Thursday, May 3, 2012

May Day



May Day: May the workers of the world sleep deeply through the night without dreams of drudgery and slog. May the encumbering doom of debt and poverty be lightened for a day. May our insufficient meals fill our bellies and our children not cry out in hunger. May every mother’s childbirth go without complications and those with young child, let their breasts swell with milk. May we reject this alienation by meeting eyes with our comrades and dredge deeply for a smile knowing we toil the same berth, under the same sun, with the same two hands. May we be internationalists thinking beyond borders, religions, and ethnicity. May we consider Mother Africa—envisage this Earth and all her living things and our relation to them. May our pains—our sickness—our apathy smother under the weightiest of all human love.
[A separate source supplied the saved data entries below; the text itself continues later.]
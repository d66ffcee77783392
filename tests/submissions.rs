#[macro_use]
mod common;

use std::fs;
use std::io::{Cursor, Write};
use std::path::Path;

use actix_web::cookie::Cookie;
use actix_web::http::{StatusCode, header};
use actix_web::test;
use codeta::config::AppConfig;
use codeta::services::submissions::upload::submission_dir;
use common::{
    enroll, flash_messages, location, memory_provider, seed_assignment, seed_course, seed_user,
};
use zip::write::{FileOptions, ZipWriter};

const BOUNDARY: &str = "codeta-test-boundary";
const SUBMIT_URL: &str = "/test_instructor/test_course/test_asn/submit";

fn zip_bytes(entries: &[(&str, &str)]) -> Vec<u8> {
    let mut writer = ZipWriter::new(Cursor::new(Vec::new()));
    for (name, body) in entries {
        writer.start_file(*name, FileOptions::default()).unwrap();
        writer.write_all(body.as_bytes()).unwrap();
    }
    writer.finish().unwrap().into_inner()
}

/// 单个 file 字段的 multipart 请求体
fn multipart_body(filename: &str, data: &[u8]) -> Vec<u8> {
    let mut body = Vec::new();
    write!(
        body,
        "--{BOUNDARY}\r\n\
         Content-Disposition: form-data; name=\"file\"; filename=\"{filename}\"\r\n\
         Content-Type: application/octet-stream\r\n\r\n"
    )
    .unwrap();
    body.extend_from_slice(data);
    write!(body, "\r\n--{BOUNDARY}--\r\n").unwrap();
    body
}

fn upload_request(session: Cookie<'static>, body: Vec<u8>) -> test::TestRequest {
    test::TestRequest::post()
        .uri(SUBMIT_URL)
        .cookie(session)
        .insert_header((
            header::CONTENT_TYPE,
            format!("multipart/form-data; boundary={BOUNDARY}"),
        ))
        .set_payload(body)
}

fn file_count(dir: &Path) -> usize {
    if !dir.exists() {
        return 0;
    }
    fs::read_dir(dir).unwrap().count()
}

#[actix_web::test]
async fn test_submission_upload_flow() {
    // 本文件只有这一个用例，在第一次读取配置之前指定上传目录
    let uploads = tempfile::tempdir().unwrap();
    unsafe {
        std::env::set_var("CODETA_UPLOAD__DIR", uploads.path());
    }
    let upload_dir = AppConfig::get().upload.dir.clone();
    assert_eq!(Path::new(&upload_dir), uploads.path());

    let provider = memory_provider().await;
    let owner = seed_user(&provider, "test_instructor").await;
    let student = seed_user(&provider, "test_student").await;
    seed_user(&provider, "outsider").await;
    let course = seed_course(&provider, &owner, "test_course").await;
    let assignment = seed_assignment(&provider, &course, "test_asn").await;
    enroll(&provider, &course, &student).await;
    let app = test_app!(provider);

    let archive = zip_bytes(&[("main.py", "print('hi')\n"), ("README", "hw1\n")]);
    let dest = submission_dir(
        &upload_dir,
        course.course_id,
        assignment.assignment_id,
        "test_student",
    )
    .unwrap();
    let archives = uploads.path().join("archives");

    // 未选课的学生
    let outsider = login!(app, "outsider");
    let resp = test::call_service(
        &app,
        upload_request(outsider, multipart_body("hw1.zip", &archive)).to_request(),
    )
    .await;
    assert_eq!(resp.status(), StatusCode::SEE_OTHER);
    assert_eq!(location(&resp), "/outsider/");
    assert_eq!(
        flash_messages(&resp),
        ["You are not enrolled in that course.".to_string()]
    );
    assert_eq!(file_count(&archives), 0);

    let session = login!(app, "test_student");

    // 扩展名错误
    let resp = test::call_service(
        &app,
        upload_request(session.clone(), multipart_body("hw1.txt", &archive)).to_request(),
    )
    .await;
    assert_eq!(resp.status(), StatusCode::SEE_OTHER);
    assert_eq!(location(&resp), SUBMIT_URL);
    assert_eq!(
        flash_messages(&resp),
        ["Only .zip archives can be submitted.".to_string()]
    );

    // 扩展名正确但内容不是压缩包
    let resp = test::call_service(
        &app,
        upload_request(session.clone(), multipart_body("hw1.zip", b"just some text")).to_request(),
    )
    .await;
    assert_eq!(resp.status(), StatusCode::SEE_OTHER);
    assert_eq!(
        flash_messages(&resp),
        ["That file is not a zip archive.".to_string()]
    );
    assert_eq!(file_count(&archives), 0);
    assert!(!dest.exists());

    // 损坏的 multipart 请求体
    let resp = test::call_service(
        &app,
        upload_request(session.clone(), b"this is not multipart\r\n".to_vec()).to_request(),
    )
    .await;
    assert_eq!(resp.status(), StatusCode::SEE_OTHER);
    assert_eq!(
        flash_messages(&resp),
        ["There was an error saving your submission, please try again later.".to_string()]
    );
    assert!(!dest.exists());

    // 正常提交
    let resp = test::call_service(
        &app,
        upload_request(session, multipart_body("hw1.zip", &archive)).to_request(),
    )
    .await;
    assert_eq!(resp.status(), StatusCode::SEE_OTHER);
    assert_eq!(location(&resp), "/test_instructor/test_course/");
    assert_eq!(
        flash_messages(&resp),
        ["Submitted 2 files for test_asn.".to_string()]
    );
    assert_eq!(file_count(&archives), 1);
    assert_eq!(
        fs::read_to_string(dest.join("main.py")).unwrap(),
        "print('hi')\n"
    );
    assert_eq!(fs::read_to_string(dest.join("README")).unwrap(), "hw1\n");
}
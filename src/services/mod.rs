pub mod assignments;
pub mod auth;
pub mod courses;
pub mod submissions;
pub mod users;

pub use assignments::AssignmentService;
pub use auth::AuthService;
pub use courses::CourseService;
pub use submissions::SubmissionService;
pub use users::UserService;

use std::sync::Arc;

use actix_web::HttpResponse;

use crate::errors::CodetaError;
use crate::middlewares::RequestContext;
use crate::models::{courses::entities::Course, users::entities::User};
use crate::storage::Storage;
use crate::utils::url::user_url;
use crate::views::{redirect, redirect_with_flash};

/// 当前登录用户；中间件已保证登录，这里只做兜底
pub(crate) fn require_user(ctx: &RequestContext) -> Result<&User, HttpResponse> {
    ctx.user().ok_or_else(|| redirect("/login"))
}

/// 当前用户的主页
pub(crate) fn home_url(ctx: &RequestContext) -> String {
    ctx.user()
        .map(|u| user_url(&u.username))
        .unwrap_or_else(|| "/login".to_string())
}

/// 越权访问：回到自己的主页并提示
pub(crate) fn deny(ctx: &RequestContext, message: &str) -> HttpResponse {
    tracing::info!(
        "Denied {:?}: {}",
        ctx.user().map(|u| u.username.as_str()),
        message
    );
    redirect_with_flash(&home_url(ctx), message)
}

/// 教师对路径中课程的访问结果
pub(crate) enum CourseGate {
    Allowed(Course),
    NotFound,
    Denied,
}

/// 路径用户必须是当前用户，且是该课程的教师
pub(crate) async fn course_for_instructor(
    ctx: &RequestContext,
    storage: &Arc<dyn Storage>,
    owner: &str,
    title: &str,
) -> Result<CourseGate, CodetaError> {
    let Some(user) = ctx.user() else {
        return Ok(CourseGate::Denied);
    };
    if user.username != owner {
        return Ok(CourseGate::Denied);
    }

    let Some(course) = storage.get_instructor_course(owner, title).await? else {
        return Ok(CourseGate::NotFound);
    };

    if storage.is_instructor(user.user_id, course.course_id).await? {
        Ok(CourseGate::Allowed(course))
    } else {
        Ok(CourseGate::Denied)
    }
}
May we feel as one, remembering our power and our potential. May we not abandon political prisoners confined in cages, punished for fighting for our equality and freedom. May we hear the whispers of our ancestors on the wind at our backs, nudging us forward. May we not concern ourselves with victory or failure, but permanent praxis and pedagogy. May the fear, which paralyzes us, melt in the honeyed rain of solidarity. May we find our vision, our assurance, and our endeavor for utopia. May we move forward with the knowledge of the suffering wrought and confront our collective shame by social restitution instead of popular culture and pharmaceutical drugs. May strikes flourish all over the world, people standing on the streets and roads singing together the ballads of revolution.